By now, most of the group has turned to look.

Tehillah calls out, “Sure it is, but now we’re practicing for a major performance. I don’t want to embarrass myself onstage.”

“Me, neither,” Reenie echoes.

“Practicing is hard work, but who says it can’t be fun?” Tova asks, taking the reins again. She doesn’t wait for an answer, just switches on the music and signals to them to begin the routine they know almost in their sleep.

The session goes quickly. Almost too quickly for Mimi. She must be in good shape; it’s not as hard as it used to be to complete the routine. She feels weightless, full of energy.

“Good job, Mimi,” Tova says, as she passes.

Lea stalks past them, nose in the air. Mimi winces. She hurries to change, catches up with Lea just outside.

“Waiting for your ride?”

“Yes.” Curt. Okay. So she really is upset. But what did Mimi do to her?

“Can I… ask you something?”

Lea shrugs.

“You’re… upset with Tova. Why?”

“Why?” Lea turns to her, head-on, incredulous. “You cannot be asking me that.”

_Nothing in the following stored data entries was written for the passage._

/*
 *  Copyright 2025-2026 Colliery Software
 *
 *  Licensed under the Apache License, Version 2.0 (the "License");
 *  you may not use this file except in compliance with the License.
 *  You may obtain a copy of the License at
 *
 *      http://www.apache.org/licenses/LICENSE-2.0
 *
 *  Unless required by applicable law or agreed to in writing, software
 *  distributed under the License is distributed on an "AS IS" BASIS,
 *  WITHOUT WARRANTIES OR CONDITIONS OF ANY KIND, either express or implied.
 *  See the License for the specific language governing permissions and
 *  limitations under the License.
 */

//! The query executor service.
//!
//! [`QueryExecutor`] consumes task notifications from one executor pool,
//! bounds in-flight work with a semaphore, and drives each claimed task
//! through [`ExecutorTask`]. Workers race for tasks through the lock manager,
//! so running several executors against the same pool is safe; a notification
//! whose task is already locked elsewhere is simply dropped. The holder
//! republishes if the task pauses, and the orphan sweep
//! ([`QueryExecutor::find_orphaned_tasks`]) requeues tasks whose notification
//! was lost or whose worker died.

pub mod config;
pub mod task;
pub mod updater;

pub use config::{ExecutorConfig, ExecutorConfigBuilder};
pub use task::{ExecutorTask, ResultsAction};
pub use updater::QueryTaskUpdater;

use chrono::Utc;
use metrics::counter;
use std::sync::atomic::{AtomicBool, Ordering};
use std::sync::Arc;
use std::time::Duration;
use tokio::sync::{Notify, OwnedSemaphorePermit, Semaphore};
use tracing::{debug, error, info, warn};
use uuid::Uuid;

use crate::error::StorageError;
use crate::logic::QueryLogicFactory;
use crate::messaging::TaskNotification;
use crate::metrics::QueryMetricSink;
use crate::models::{QueryFailure, QueryTask, TaskState};
use crate::storage::QueryStorageCache;

/// Long-running worker consuming task notifications for one executor pool.
pub struct QueryExecutor {
    config: ExecutorConfig,
    coordinator: Arc<QueryStorageCache>,
    logic_factory: Arc<dyn QueryLogicFactory>,
    metric_sink: Arc<dyn QueryMetricSink>,
    shutdown: Arc<AtomicBool>,
    notify: Arc<Notify>,
}

impl QueryExecutor {
    pub fn new(
        config: ExecutorConfig,
        coordinator: Arc<QueryStorageCache>,
        logic_factory: Arc<dyn QueryLogicFactory>,
        metric_sink: Arc<dyn QueryMetricSink>,
    ) -> Self {
        Self {
            config,
            coordinator,
            logic_factory,
            metric_sink,
            shutdown: Arc::new(AtomicBool::new(false)),
            notify: Arc::new(Notify::new()),
        }
    }

    /// Runs the notification loop until [`shutdown`](Self::shutdown) is
    /// called. Tasks already dispatched run to completion.
    pub async fn run(&self) {
        let listener_id = format!("executor-{}", Uuid::new_v4());
        let mut listener = self
            .coordinator
            .queues()
            .create_task_listener(&listener_id, self.config.executor_pool());
        let permits = Arc::new(Semaphore::new(self.config.max_concurrent_tasks()));
        info!(
            pool = self.config.executor_pool(),
            max_concurrent_tasks = self.config.max_concurrent_tasks(),
            "Query executor started"
        );

        while !self.shutdown.load(Ordering::Acquire) {
            let notification = tokio::select! {
                _ = self.notify.notified() => continue,
                notification = listener.receive(self.config.listener_poll_interval()) => {
                    notification
                }
            };
            let Some(notification) = notification else {
                continue;
            };

            let permit = tokio::select! {
                _ = self.notify.notified() => break,
                permit = permits.clone().acquire_owned() => match permit {
                    Ok(permit) => permit,
                    Err(_) => break,
                }
            };
            self.dispatch(notification, permit).await;
        }

        listener.stop();
        info!(pool = self.config.executor_pool(), "Query executor stopped");
    }

    pub fn shutdown(&self) {
        self.shutdown.store(true, Ordering::Release);
        self.notify.notify_waiters();
    }

    /// Claims the notified task and spawns its execution. A notification
    /// that cannot be claimed is dropped without error.
    async fn dispatch(&self, notification: TaskNotification, permit: OwnedSemaphorePermit) {
        let task_key = notification.task_key.clone();
        let task = match self
            .coordinator
            .get_task(&task_key, self.config.lock_wait())
            .await
        {
            Ok(Some(task)) => task,
            Ok(None) => {
                debug!(task_key = %task_key, "Task already completed, dropping notification");
                return;
            }
            Err(StorageError::Lock(e)) => {
                debug!(task_key = %task_key, error = %e, "Task claimed elsewhere, dropping notification");
                return;
            }
            Err(e) => {
                error!(task_key = %task_key, error = %e, "Failed to fetch notified task");
                return;
            }
        };

        let logic = match self.logic_factory.create(task.task_key.query_logic()) {
            Ok(logic) => logic,
            Err(e) => {
                error!(task_key = %task_key, error = %e, "Failed to create query logic");
                if let Err(e) = self
                    .coordinator
                    .update_failed_query_status(task_key.query_id(), QueryFailure::from(&e))
                    .await
                {
                    error!(task_key = %task_key, error = %e, "Failed to record query failure");
                }
                if let Err(e) = self
                    .coordinator
                    .update_task_state(&task_key, TaskState::Failed)
                    .await
                {
                    warn!(task_key = %task_key, error = %e, "Failed to record failed state");
                }
                if let Err(e) = self.coordinator.lock_manager().release_lock(&task_key).await {
                    warn!(task_key = %task_key, error = %e, "Failed to release lock");
                }
                return;
            }
        };

        let executor_task = ExecutorTask::new(
            self.coordinator.clone(),
            self.metric_sink.clone(),
            self.config.clone(),
            task,
        );
        tokio::spawn(async move {
            let _permit = permit;
            executor_task.run(logic).await;
        });
    }

    /// Finds READY and RUNNING tasks with no lock held whose record has not
    /// been touched within `max_age`. A stale RUNNING task belonged to a
    /// worker that died between heartbeats; a stale READY task lost its
    /// notification, e.g. every notified worker timed out claiming it and
    /// dropped the message.
    pub async fn find_orphaned_tasks(
        &self,
        max_age: Duration,
    ) -> Result<Vec<QueryTask>, StorageError> {
        let age = chrono::Duration::from_std(max_age).unwrap_or(chrono::Duration::MAX);
        let cutoff = Utc::now()
            .checked_sub_signed(age)
            .unwrap_or(chrono::DateTime::<Utc>::MIN_UTC);
        let mut orphans = Vec::new();
        for status in self.coordinator.get_query_statuses().await? {
            let query_id = status.query_id();
            let Some(states) = self.coordinator.get_task_states(query_id).await? else {
                continue;
            };
            for task in self.coordinator.get_tasks(query_id).await? {
                if !matches!(
                    states.state(task.task_key.task_id),
                    Some(TaskState::Ready) | Some(TaskState::Running)
                ) {
                    continue;
                }
                if task.last_updated >= cutoff {
                    continue;
                }
                if self.coordinator.lock_manager().is_locked(&task.task_key).await {
                    continue;
                }
                orphans.push(task);
            }
        }
        Ok(orphans)
    }

    /// Marks an orphaned task READY again and republishes its notification.
    pub async fn requeue_orphaned_task(&self, task: &QueryTask) -> Result<(), StorageError> {
        warn!(task_key = %task.task_key, "Requeueing orphaned task");
        self.coordinator
            .update_task_state(&task.task_key, TaskState::Ready)
            .await?;
        self.coordinator.post_task_notification(task).await?;
        counter!("sluice_tasks_recovered_total").increment(1);
        Ok(())
    }
}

“I am.” Mimi looks up and down the road. No car in sight. She can’t really believe she’s doing this, confronting her kinda-friend-kinda-just-fellow-gymnnast on a random afternoon on the street, but it feels like the right thing to do. “I mean, she’s my coach too, and honestly, she isn’t that bad.”

“Easy for you to say. You’re her pet.” Lea makes a face.

Mimi swallows a laugh. As if being Tova’s protégé meant she got off lightly. If gym sessions with the group are hard work, private coaching is a lot more intense.

But that’s not what Lea needs to hear right now.

“I just don’t like the atmosphere,” Lea continues. “Gymnastics is meant to be an outlet, it’s meant to be fun. Not a whole pressurizing, get it perfect or else, thing. Whatever.” She gives a bitter laugh. “Maybe she just has it in for me.”

“Totally not. It’s nothing to do with you, you know. She’s had it hard.” Mimi says. This is weird — standing outside the gym with Lea, having a random DMC in the middle of the street. She’s never really spoken to her before out of gymnastics class.

“She has it hard,” Lea mimics angrily. “Well, I have news for you. I also have it hard. So do lots of people. And we don’t take it out on anyone who happens to be in the same room as us.”

Mimi’s mouth drops open. She half expects Lea to turn and stalk off to wait for her ride somewhere else, but instead, she’s leaning against the wall and suddenly, Mimi sees that Lea is crying.